Construído em plástico reforçado com fibra de carbono e equipado com quatro rodas, o rover de fabricação europeia — batizado de Tenacious — possui uma câmera de alta definição para monitorar a área e uma pá para coletar solo lunar para a NASA.

Pesando apenas 5 quilos, o Tenacious permanecerá próximo ao módulo de pouso, movendo-se em loopings lentos a apenas alguns centímetros por segundo.

Além de experimentos científicos e tecnológicos, a missão inclui um elemento artístico: o rover carrega uma casa em miniatura vermelha, no estilo sueco, com detalhes em branco e uma porta verde, conhecida como Moonhouse. O artista Mikael Genberg a projetou e a colocará na superfície lunar.

O CEO e fundador da ispace, Takeshi Hakamada, vê esta missão como um pequeno passo em direção a ambições maiores. A empresa planeja lançar um módulo de pouso significativamente maior — com o apoio da NASA — até 2027, com missões adicionais a seguir.

Abordagem Pragmática da Ispace em Meio a Desafios Financeiros

“Não estamos tentando dominar o mercado — estamos tentando criar um”, disse Jeremy Fix, engenheiro-chefe da divisão americana da ispace, durante uma conferência recente. Ele enfatizou as limitações financeiras das empresas espaciais privadas, observando que a iSpace, como outras, não pode suportar múltiplos fracassos. Embora as autoridades não tenham divulgado o custo da missão, confirmaram que foi inferior aos US$ 100 milhões gastos na primeira tentativa da empresa.

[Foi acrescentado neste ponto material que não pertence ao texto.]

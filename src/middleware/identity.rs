use actix_web::dev::Payload;
use actix_web::{FromRequest, HttpMessage, HttpRequest};
use std::future::{ready, Ready};

use crate::auth::Identity;
use crate::error::{AppError, AuthError};

/// Handlers take `Identity` as an argument to require authentication.
///
/// The identity is placed in request extensions by `JwtMiddleware`; a
/// handler mounted outside the protected scope fails closed.
impl FromRequest for Identity {
    type Error = AppError;
    type Future = Ready<Result<Self, Self::Error>>;

    fn from_request(req: &HttpRequest, _payload: &mut Payload) -> Self::Future {
        let identity = req.extensions().get::<Identity>().cloned();
        ready(identity.ok_or(AppError::Auth(AuthError::MissingToken)))
    }
}

#[cfg(test)]
mod tests {
    use super::*;
    use actix_web::test::TestRequest;

    #[actix_web::test]
    async fn test_identity_from_extensions() {
        let req = TestRequest::default().to_http_request();
        req.extensions_mut().insert(Identity::new("u-1", "a@x.com"));

        let identity = Identity::extract(&req).await.unwrap();
        assert_eq!(identity.user_id, "u-1");
    }

    #[actix_web::test]
    async fn test_missing_identity_is_unauthorized() {
        let req = TestRequest::default().to_http_request();

        let result = Identity::extract(&req).await;
        assert!(matches!(result, Err(AppError::Auth(AuthError::MissingToken))));
    }
}
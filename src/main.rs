use std::net::TcpListener;
use std::sync::Arc;
use std::time::Duration;

use dashboard_backend::auth::JwtKeys;
use dashboard_backend::configuration::get_configuration;
use dashboard_backend::startup::run;
use dashboard_backend::store::PgStore;
use dashboard_backend::telemetry::init_telemetry;
use sqlx::postgres::PgPoolOptions;

#[tokio::main]
async fn main() -> std::io::Result<()> {
    let configuration = match get_configuration() {
        Ok(config) => config,
        Err(e) => {
            eprintln!("Failed to read configuration: {}", e);
            return Err(std::io::Error::new(
                std::io::ErrorKind::InvalidInput,
                "Configuration error",
            ));
        }
    };

    init_telemetry(
        &configuration.application.log_level,
        &configuration.application.log_format,
    );
    tracing::info!("Configuration loaded");

    // Refuse to start without a signing secret.
    let keys = JwtKeys::from_settings(&configuration.jwt).map_err(|e| {
        tracing::error!(error = %e, "Invalid JWT configuration");
        std::io::Error::new(std::io::ErrorKind::InvalidInput, e.to_string())
    })?;

    // Connections are opened on demand so already-issued tokens keep
    // authenticating while the database is unreachable.
    let pool = PgPoolOptions::new()
        .max_connections(configuration.database.max_connections)
        .acquire_timeout(Duration::from_secs(configuration.database.acquire_timeout_secs))
        .connect_lazy(&configuration.database.connection_string())
        .map_err(|e| {
            tracing::error!(error = %e, "Invalid database configuration");
            std::io::Error::new(std::io::ErrorKind::InvalidInput, "Database configuration error")
        })?;

    let address = format!(
        "{}:{}",
        configuration.application.host, configuration.application.port
    );
    let listener = TcpListener::bind(&address)?;
    tracing::info!(address = %address, "Server listening");

    let server = run(listener, Arc::new(PgStore::new(pool)), keys)?;
    server.await
}
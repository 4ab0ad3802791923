//! # tabprep
//!
//! Preprocessing helpers for tabular data: drop columns, drop non-numeric
//! columns, count missing values, impute missing values (mean, median,
//! mode), and standardize numeric columns to zero mean and unit variance.
//!
//! ## Core Design Principles
//!
//! - **Copy semantics**: every operation borrows a [`Table`] and returns a new
//!   one. Caller data is never mutated and no state survives between calls.
//! - **Typed failures**: every operation returns [`Result`] with a
//!   [`TransformError`] naming the offending column or option.
//! - **Fit/transform split**: imputation and scaling are [`Transformer`]s
//!   whose fitted form exposes the learned statistics and can be applied to
//!   other tables.
//!
//! ## Quick Start
//!
//! ```rust
//! use tabprep::{count_missing, drop_non_numeric_columns, fill_missing, standardize, FillStrategy, Value};
//!
//! let rows = vec![
//!     vec![Value::Int(1), Value::Int(1), Value::from("x")],
//!     vec![Value::Int(2), Value::Int(1), Value::from("y")],
//!     vec![Value::Null, Value::Int(1), Value::from("z")],
//!     vec![Value::Int(4), Value::Int(1), Value::from("w")],
//! ];
//! let table = tabprep::to_table(rows).unwrap();
//!
//! let numeric = drop_non_numeric_columns(&table);
//! assert_eq!(numeric.column_names(), vec!["0", "1"]);
//!
//! let filled = fill_missing(&table, FillStrategy::Mean).unwrap();
//! assert_eq!(count_missing(&filled).total(), 0);
//!
//! // Column "1" is constant and cannot be standardized.
//! assert!(standardize(&filled, &[] as &[&str]).is_err());
//! assert!(standardize(&filled, &["1"]).is_ok());
//! ```
//!
//! ## Module Structure
//!
//! - `table`: `Table`, typed columns, and conversion from rows, `ndarray`, and JSON
//! - `preprocessing`: selection, imputation, scaling, and the combined pipeline
//! - `error`: the `TransformError` taxonomy

/// Error taxonomy shared by all operations.
pub mod error;

/// Data preprocessing operations and transformers.
pub mod preprocessing;

/// Table representation and input conversion.
pub mod table;

pub use error::{ErrorKind, Result, TransformError};
pub use preprocessing::{
    count_missing, drop_columns, drop_non_numeric_columns, fill_missing, standardize,
    standardize_with_fill, Fill, FillStrategy, FittedSimpleImputer, FittedStandardScaler,
    FittedTransformer, MissingCounts, PreprocessConfig, SimpleImputer, StandardScaler,
    Transformer,
};
pub use table::{to_table, Column, ColumnData, ColumnKind, Table, Value};
//! Imputation of missing values in numeric columns.
//!
//! # Available Transformers
//!
//! | Transformer | Description |
//! |-------------|-------------|
//! | [`SimpleImputer`] | Impute with the column mean, median, or mode |
//!
//! [`fill_missing`] is the one-shot form: it fits a [`SimpleImputer`] on a
//! table and transforms that same table.

pub mod simple;

pub use simple::{FillStrategy, FittedSimpleImputer, ImputeStatistic, SimpleImputer};

use crate::error::Result;
use crate::preprocessing::traits::Transformer;
use crate::table::Table;

/// Reduce `table` to its numeric columns and fill every missing cell with
/// the column's mean, median, or mode.
///
/// Columns with no missing cells are returned unchanged.
///
/// # Errors
/// Returns [`TransformError::EmptyColumn`](crate::TransformError::EmptyColumn)
/// for a column whose cells are all missing.
///
/// # Example
/// ```
/// use tabprep::{count_missing, fill_missing, FillStrategy};
/// use tabprep::table::{Column, Table};
///
/// let table = Table::new(vec![
///     Column::int("A", vec![Some(1), Some(2), None, Some(4)]),
///     Column::text("C", vec![Some("x"), Some("y"), Some("z"), Some("w")]),
/// ])
/// .unwrap();
///
/// let filled = fill_missing(&table, FillStrategy::Mean).unwrap();
/// assert_eq!(filled.column_names(), vec!["A"]);
/// assert_eq!(count_missing(&filled).total(), 0);
/// ```
pub fn fill_missing(table: &Table, strategy: FillStrategy) -> Result<Table> {
    tracing::debug!(
        rows = table.n_rows(),
        columns = table.n_columns(),
        strategy = %strategy,
        "filling missing values"
    );
    SimpleImputer::new(strategy).fit_transform(table)
}
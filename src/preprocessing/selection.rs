//! Column selection and missing-value accounting.

use serde::{Deserialize, Serialize};
use std::collections::HashSet;

use crate::error::{Result, TransformError};
use crate::table::Table;

/// Remove the named columns.
///
/// # Errors
/// - [`TransformError::MissingArgument`] if `columns` is empty.
/// - [`TransformError::UnknownColumn`] naming the first column not in `table`.
///   Nothing is removed in that case.
pub fn drop_columns<S: AsRef<str>>(table: &Table, columns: &[S]) -> Result<Table> {
    if columns.is_empty() {
        return Err(TransformError::MissingArgument(
            "no columns specified to drop".to_string(),
        ));
    }
    let names = require_known(table, columns)?;
    let result = table.retain(|c| !names.contains(c.name()));
    tracing::debug!(
        dropped = names.len(),
        remaining = result.n_columns(),
        "dropped columns"
    );
    Ok(result)
}

/// Keep only `Int` and `Float` columns, in their original order.
///
/// `Bool`, `Text`, and `Object` (mixed) columns are dropped. Idempotent.
pub fn drop_non_numeric_columns(table: &Table) -> Table {
    let result = table.retain(|c| c.is_numeric());
    tracing::debug!(
        kept = result.n_columns(),
        dropped = table.n_columns() - result.n_columns(),
        "dropped non-numeric columns"
    );
    result
}

/// Count missing cells in every column, in table order.
pub fn count_missing(table: &Table) -> MissingCounts {
    MissingCounts(
        table
            .columns()
            .iter()
            .map(|c| (c.name().to_string(), c.missing_count()))
            .collect(),
    )
}

/// Check every name against `table`, returning them as a set.
pub(crate) fn require_known<'a, S: AsRef<str>>(
    table: &Table,
    columns: &'a [S],
) -> Result<HashSet<&'a str>> {
    columns
        .iter()
        .map(|name| {
            let name = name.as_ref();
            if table.contains(name) {
                Ok(name)
            } else {
                Err(TransformError::UnknownColumn(name.to_string()))
            }
        })
        .collect()
}

/// Missing-cell counts keyed by column name, in table column order.
#[derive(Clone, Debug, Default, PartialEq, Eq, Serialize, Deserialize)]
pub struct MissingCounts(Vec<(String, usize)>);

impl MissingCounts {
    /// Count for `column`, or `None` if the table had no such column.
    pub fn get(&self, column: &str) -> Option<usize> {
        self.0
            .iter()
            .find(|(name, _)| name == column)
            .map(|&(_, count)| count)
    }

    pub fn iter(&self) -> impl Iterator<Item = (&str, usize)> {
        self.0.iter().map(|(name, count)| (name.as_str(), *count))
    }

    /// Sum over all columns.
    pub fn total(&self) -> usize {
        self.0.iter().map(|(_, count)| count).sum()
    }

    pub fn len(&self) -> usize {
        self.0.len()
    }

    pub fn is_empty(&self) -> bool {
        self.0.is_empty()
    }
}

impl IntoIterator for MissingCounts {
    type Item = (String, usize);
    type IntoIter = std::vec::IntoIter<(String, usize)>;

    fn into_iter(self) -> Self::IntoIter {
        self.0.into_iter()
    }
}
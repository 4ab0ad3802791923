//! Dynamically typed cell values used at the conversion boundary.

use serde::{Deserialize, Serialize};
use std::fmt;

/// A single cell of heterogeneous input.
///
/// `Value` is what callers hand to [`to_table`](crate::to_table) when their
/// data is not already typed, and what [`Column::value`](super::Column::value)
/// returns when reading a cell back generically. A `Float(NaN)` is treated
/// as missing everywhere it is interpreted.
#[derive(Debug, Clone, PartialEq, Default, Serialize, Deserialize)]
#[serde(untagged)]
pub enum Value {
    /// Missing value.
    #[default]
    Null,
    Bool(bool),
    Int(i64),
    Float(f64),
    Text(String),
}

impl Value {
    /// Returns true for `Null` and for a NaN float.
    pub fn is_missing(&self) -> bool {
        match self {
            Value::Null => true,
            Value::Float(v) => v.is_nan(),
            _ => false,
        }
    }

    /// Numeric view of the value; `None` for non-numeric or missing cells.
    pub fn as_f64(&self) -> Option<f64> {
        match self {
            Value::Int(v) => Some(*v as f64),
            Value::Float(v) if !v.is_nan() => Some(*v),
            _ => None,
        }
    }
}

impl fmt::Display for Value {
    fn fmt(&self, f: &mut fmt::Formatter<'_>) -> fmt::Result {
        match self {
            Value::Null => f.write_str("null"),
            Value::Bool(v) => write!(f, "{}", v),
            Value::Int(v) => write!(f, "{}", v),
            Value::Float(v) => write!(f, "{}", v),
            Value::Text(v) => f.write_str(v),
        }
    }
}

impl From<bool> for Value {
    fn from(v: bool) -> Self {
        Value::Bool(v)
    }
}

impl From<i32> for Value {
    fn from(v: i32) -> Self {
        Value::Int(v as i64)
    }
}

impl From<i64> for Value {
    fn from(v: i64) -> Self {
        Value::Int(v)
    }
}

impl From<f32> for Value {
    fn from(v: f32) -> Self {
        Value::Float(v as f64)
    }
}

impl From<f64> for Value {
    fn from(v: f64) -> Self {
        Value::Float(v)
    }
}

impl From<&str> for Value {
    fn from(v: &str) -> Self {
        Value::Text(v.to_string())
    }
}

impl From<String> for Value {
    fn from(v: String) -> Self {
        Value::Text(v)
    }
}

impl<T: Into<Value>> From<Option<T>> for Value {
    fn from(v: Option<T>) -> Self {
        v.map(Into::into).unwrap_or(Value::Null)
    }
}
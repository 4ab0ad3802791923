//! Scaling of numeric columns.
//!
//! # Available Transformers
//!
//! | Transformer | Description |
//! |-------------|-------------|
//! | [`StandardScaler`] | Z-score normalization (mean = 0, std = 1, ddof = 0) |
//!
//! [`standardize`] is the one-shot form with column exclusion.

pub mod standard;

pub use standard::{FittedStandardScaler, ScaleParams, StandardScaler};

use crate::error::Result;
use crate::preprocessing::selection::{drop_non_numeric_columns, require_known};
use crate::preprocessing::traits::Transformer;
use crate::table::Table;

/// Standardize every numeric column of `table` except those in `drop_columns`.
///
/// Excluded columns are removed from the output entirely. An empty
/// `drop_columns` excludes nothing. A name that exists in `table` but is not
/// numeric is accepted, since it would be removed anyway.
///
/// # Errors
/// - [`TransformError::UnknownColumn`](crate::TransformError::UnknownColumn)
///   if a name in `drop_columns` is not a column of `table`.
/// - [`TransformError::EmptyColumn`](crate::TransformError::EmptyColumn) for
///   a column with no present values.
/// - [`TransformError::DegenerateColumn`](crate::TransformError::DegenerateColumn)
///   for a constant column.
///
/// # Example
/// ```
/// use tabprep::standardize;
/// use tabprep::table::{Column, Table};
///
/// let table = Table::new(vec![
///     Column::int("A", vec![Some(1), Some(2), Some(3)]),
///     Column::int("id", vec![Some(10), Some(11), Some(12)]),
/// ])
/// .unwrap();
///
/// let scaled = standardize(&table, &["id"]).unwrap();
/// assert_eq!(scaled.column_names(), vec!["A"]);
/// ```
pub fn standardize<S: AsRef<str>>(table: &Table, drop_columns: &[S]) -> Result<Table> {
    require_known(table, drop_columns)?;
    let numeric = drop_non_numeric_columns(table);
    standardize_excluding(&numeric, drop_columns)
}

/// Scale `numeric` without `exclude`, skipping names it does not contain.
pub(crate) fn standardize_excluding<S: AsRef<str>>(numeric: &Table, exclude: &[S]) -> Result<Table> {
    let selected = numeric.retain(|c| !exclude.iter().any(|name| name.as_ref() == c.name()));
    tracing::debug!(
        rows = selected.n_rows(),
        columns = selected.n_columns(),
        excluded = numeric.n_columns() - selected.n_columns(),
        "standardizing columns"
    );
    StandardScaler::new().fit_transform(&selected)
}
//! Conversion of array-like and table-like input into a [`Table`].
//!
//! Every supported input implements `TryFrom<_> for Table` with
//! [`TransformError`] as the error type, so [`to_table`] accepts any of them:
//!
//! | Input | Column names |
//! |-------|--------------|
//! | `Vec<Vec<Value>>` (rows) | `"0"`, `"1"`, ... |
//! | `Vec<Value>` (one column) | `"0"` |
//! | `ndarray::Array2<f64>` / `ArrayView2<f64>` | `"0"`, `"1"`, ... |
//! | `ndarray::Array1<f64>` / `ArrayView1<f64>` | `"0"` |
//! | `serde_json::Value`: array of arrays | `"0"`, `"1"`, ... |
//! | `serde_json::Value`: array of scalars | `"0"` |
//! | `serde_json::Value`: array of objects (records) | keys, first appearance |
//! | `serde_json::Value`: object of arrays | keys, in order |
//! | `Vec<(String, Vec<Value>)>` | given |
//! | `Vec<Column>` | given |
//!
//! Input is always copied; the returned table never aliases caller storage.

use ndarray::{Array1, Array2, ArrayView1, ArrayView2, Axis};
use serde_json::Value as Json;
use std::collections::HashMap;

use super::column::Column;
use super::value::Value;
use super::Table;
use crate::error::{Result, TransformError};

/// Convert any supported input into a [`Table`].
///
/// # Errors
/// Returns [`TransformError::Conversion`] if the input is not rectangular
/// (ragged rows, unequal column lengths), repeats a column name, nests
/// arrays or objects inside cells, or is a JSON scalar.
///
/// # Example
/// ```
/// use tabprep::{to_table, Value};
///
/// let rows = vec![
///     vec![Value::Int(1), Value::from("x")],
///     vec![Value::Null, Value::from("y")],
/// ];
/// let table = to_table(rows).unwrap();
/// assert_eq!(table.column_names(), vec!["0", "1"]);
/// assert_eq!(table.column("0").unwrap().missing_count(), 1);
/// ```
pub fn to_table<T>(input: T) -> Result<Table>
where
    T: TryInto<Table, Error = TransformError>,
{
    let table = input.try_into()?;
    tracing::debug!(
        rows = table.n_rows(),
        columns = table.n_columns(),
        "converted input to table"
    );
    Ok(table)
}

impl Table {
    /// Parse JSON text and convert it with the JSON rules of [`to_table`].
    pub fn from_json_str(text: &str) -> Result<Table> {
        let json: Json = serde_json::from_str(text)?;
        to_table(json)
    }
}

fn default_names(width: usize) -> impl Iterator<Item = String> {
    (0..width).map(|i| i.to_string())
}

fn columns_from_rows(rows: Vec<Vec<Value>>) -> Result<Table> {
    let n_rows = rows.len();
    let width = rows.first().map(Vec::len).unwrap_or(0);

    let mut cells: Vec<Vec<Value>> = (0..width).map(|_| Vec::with_capacity(n_rows)).collect();
    for (i, row) in rows.into_iter().enumerate() {
        if row.len() != width {
            return Err(TransformError::Conversion(format!(
                "row {} has {} values, expected {}",
                i,
                row.len(),
                width
            )));
        }
        for (col, value) in row.into_iter().enumerate() {
            cells[col].push(value);
        }
    }

    let columns = default_names(width)
        .zip(cells)
        .map(|(name, values)| Column::from_values(name, values))
        .collect();
    Table::with_rows(n_rows, columns)
}

impl TryFrom<Vec<Vec<Value>>> for Table {
    type Error = TransformError;

    fn try_from(rows: Vec<Vec<Value>>) -> Result<Self> {
        columns_from_rows(rows)
    }
}

impl TryFrom<Vec<Value>> for Table {
    type Error = TransformError;

    fn try_from(values: Vec<Value>) -> Result<Self> {
        let n_rows = values.len();
        Table::with_rows(n_rows, vec![Column::from_values("0", values)])
    }
}

impl TryFrom<Vec<(String, Vec<Value>)>> for Table {
    type Error = TransformError;

    fn try_from(named: Vec<(String, Vec<Value>)>) -> Result<Self> {
        let columns = named
            .into_iter()
            .map(|(name, values)| Column::from_values(name, values))
            .collect();
        Table::new(columns)
    }
}

impl TryFrom<Vec<Column>> for Table {
    type Error = TransformError;

    fn try_from(columns: Vec<Column>) -> Result<Self> {
        Table::new(columns)
    }
}

impl TryFrom<ArrayView2<'_, f64>> for Table {
    type Error = TransformError;

    fn try_from(array: ArrayView2<'_, f64>) -> Result<Self> {
        let columns = default_names(array.ncols())
            .zip(array.axis_iter(Axis(1)))
            .map(|(name, col)| Column::float(name, col.iter().map(|&v| Some(v)).collect()))
            .collect();
        Table::with_rows(array.nrows(), columns)
    }
}

impl TryFrom<Array2<f64>> for Table {
    type Error = TransformError;

    fn try_from(array: Array2<f64>) -> Result<Self> {
        Table::try_from(array.view())
    }
}

impl TryFrom<&Array2<f64>> for Table {
    type Error = TransformError;

    fn try_from(array: &Array2<f64>) -> Result<Self> {
        Table::try_from(array.view())
    }
}

impl TryFrom<ArrayView1<'_, f64>> for Table {
    type Error = TransformError;

    fn try_from(array: ArrayView1<'_, f64>) -> Result<Self> {
        let column = Column::float("0", array.iter().map(|&v| Some(v)).collect());
        Table::with_rows(array.len(), vec![column])
    }
}

impl TryFrom<Array1<f64>> for Table {
    type Error = TransformError;

    fn try_from(array: Array1<f64>) -> Result<Self> {
        Table::try_from(array.view())
    }
}

impl TryFrom<&Array1<f64>> for Table {
    type Error = TransformError;

    fn try_from(array: &Array1<f64>) -> Result<Self> {
        Table::try_from(array.view())
    }
}

fn json_kind(json: &Json) -> &'static str {
    match json {
        Json::Null => "null",
        Json::Bool(_) => "bool",
        Json::Number(_) => "number",
        Json::String(_) => "string",
        Json::Array(_) => "array",
        Json::Object(_) => "object",
    }
}

/// Convert a JSON scalar into a cell; `location` names the cell for errors.
fn json_cell(json: Json, location: impl FnOnce() -> String) -> Result<Value> {
    match json {
        Json::Null => Ok(Value::Null),
        Json::Bool(b) => Ok(Value::Bool(b)),
        Json::Number(n) => Ok(match n.as_i64() {
            Some(i) => Value::Int(i),
            None => n.as_f64().map(Value::Float).unwrap_or(Value::Null),
        }),
        Json::String(s) => Ok(Value::Text(s)),
        nested => Err(TransformError::Conversion(format!(
            "nested {} at {}",
            json_kind(&nested),
            location()
        ))),
    }
}

fn table_from_json_rows(rows: Vec<Json>) -> Result<Table> {
    let mut parsed = Vec::with_capacity(rows.len());
    for (i, row) in rows.into_iter().enumerate() {
        let cells = match row {
            Json::Array(cells) => cells,
            other => {
                return Err(TransformError::Conversion(format!(
                    "row {} is a JSON {}, expected array",
                    i,
                    json_kind(&other)
                )));
            }
        };
        let values = cells
            .into_iter()
            .enumerate()
            .map(|(j, cell)| json_cell(cell, || format!("row {}, column {}", i, j)))
            .collect::<Result<Vec<_>>>()?;
        parsed.push(values);
    }
    columns_from_rows(parsed)
}

fn table_from_json_series(items: Vec<Json>) -> Result<Table> {
    let values = items
        .into_iter()
        .enumerate()
        .map(|(row, cell)| json_cell(cell, || format!("row {}", row)))
        .collect::<Result<Vec<_>>>()?;
    Table::try_from(values)
}

fn table_from_json_records(records: Vec<Json>) -> Result<Table> {
    let n_rows = records.len();
    let mut names: Vec<String> = Vec::new();
    let mut index: HashMap<String, usize> = HashMap::new();
    let mut cells: Vec<Vec<Value>> = Vec::new();

    for (i, record) in records.into_iter().enumerate() {
        let fields = match record {
            Json::Object(fields) => fields,
            other => {
                return Err(TransformError::Conversion(format!(
                    "record {} is a JSON {}, expected object",
                    i,
                    json_kind(&other)
                )));
            }
        };
        for (key, cell) in fields {
            let value = json_cell(cell, || format!("record {}, key '{}'", i, key))?;
            let col = match index.get(&key) {
                Some(&col) => col,
                None => {
                    // Earlier records lacked this key.
                    index.insert(key.clone(), names.len());
                    names.push(key);
                    cells.push(vec![Value::Null; i]);
                    cells.len() - 1
                }
            };
            cells[col].push(value);
        }
        for column in cells.iter_mut() {
            column.resize(i + 1, Value::Null);
        }
    }

    let columns = names
        .into_iter()
        .zip(cells)
        .map(|(name, values)| Column::from_values(name, values))
        .collect();
    Table::with_rows(n_rows, columns)
}

fn table_from_json_columns(fields: serde_json::Map<String, Json>) -> Result<Table> {
    let mut columns = Vec::with_capacity(fields.len());
    for (name, column) in fields {
        let cells = match column {
            Json::Array(cells) => cells,
            other => {
                return Err(TransformError::Conversion(format!(
                    "column '{}' is a JSON {}, expected array",
                    name,
                    json_kind(&other)
                )));
            }
        };
        let values = cells
            .into_iter()
            .enumerate()
            .map(|(row, cell)| json_cell(cell, || format!("column '{}', row {}", name, row)))
            .collect::<Result<Vec<_>>>()?;
        columns.push(Column::from_values(name, values));
    }
    Table::new(columns)
}

impl TryFrom<Json> for Table {
    type Error = TransformError;

    fn try_from(json: Json) -> Result<Self> {
        match json {
            Json::Array(items) => match items.first() {
                None => Ok(Table::empty(0)),
                Some(Json::Object(_)) => table_from_json_records(items),
                Some(Json::Array(_)) => table_from_json_rows(items),
                Some(_) => table_from_json_series(items),
            },
            Json::Object(fields) => table_from_json_columns(fields),
            other => Err(TransformError::Conversion(format!(
                "expected a JSON array or object, found {}",
                json_kind(&other)
            ))),
        }
    }
}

Enquanto isso, duas outras empresas americanas, a Blue Origin (fundada por Jeff Bezos) e a Astrobotic Technology, planejam pousos na Lua até o final do ano. A tentativa anterior da Astrobotic, em 2024, fracassou quando seu módulo de pouso errou a Lua e reentrou na atmosfera terrestre.

Historicamente, a exploração lunar tem sido responsabilidade dos governos. Até o momento, apenas cinco países — Rússia, EUA, China, Índia e Japão — realizaram com sucesso pousos robóticos na Lua. Destes, apenas os EUA enviaram humanos à Lua, com 12 astronautas pousando entre 1969 e 1972.

A NASA planeja enviar quatro astronautas à Lua no próximo ano, com pouso posterior usando a Starship da SpaceX para levá-los da órbita à superfície. A China também pretende pousar astronautas na Lua até 2030.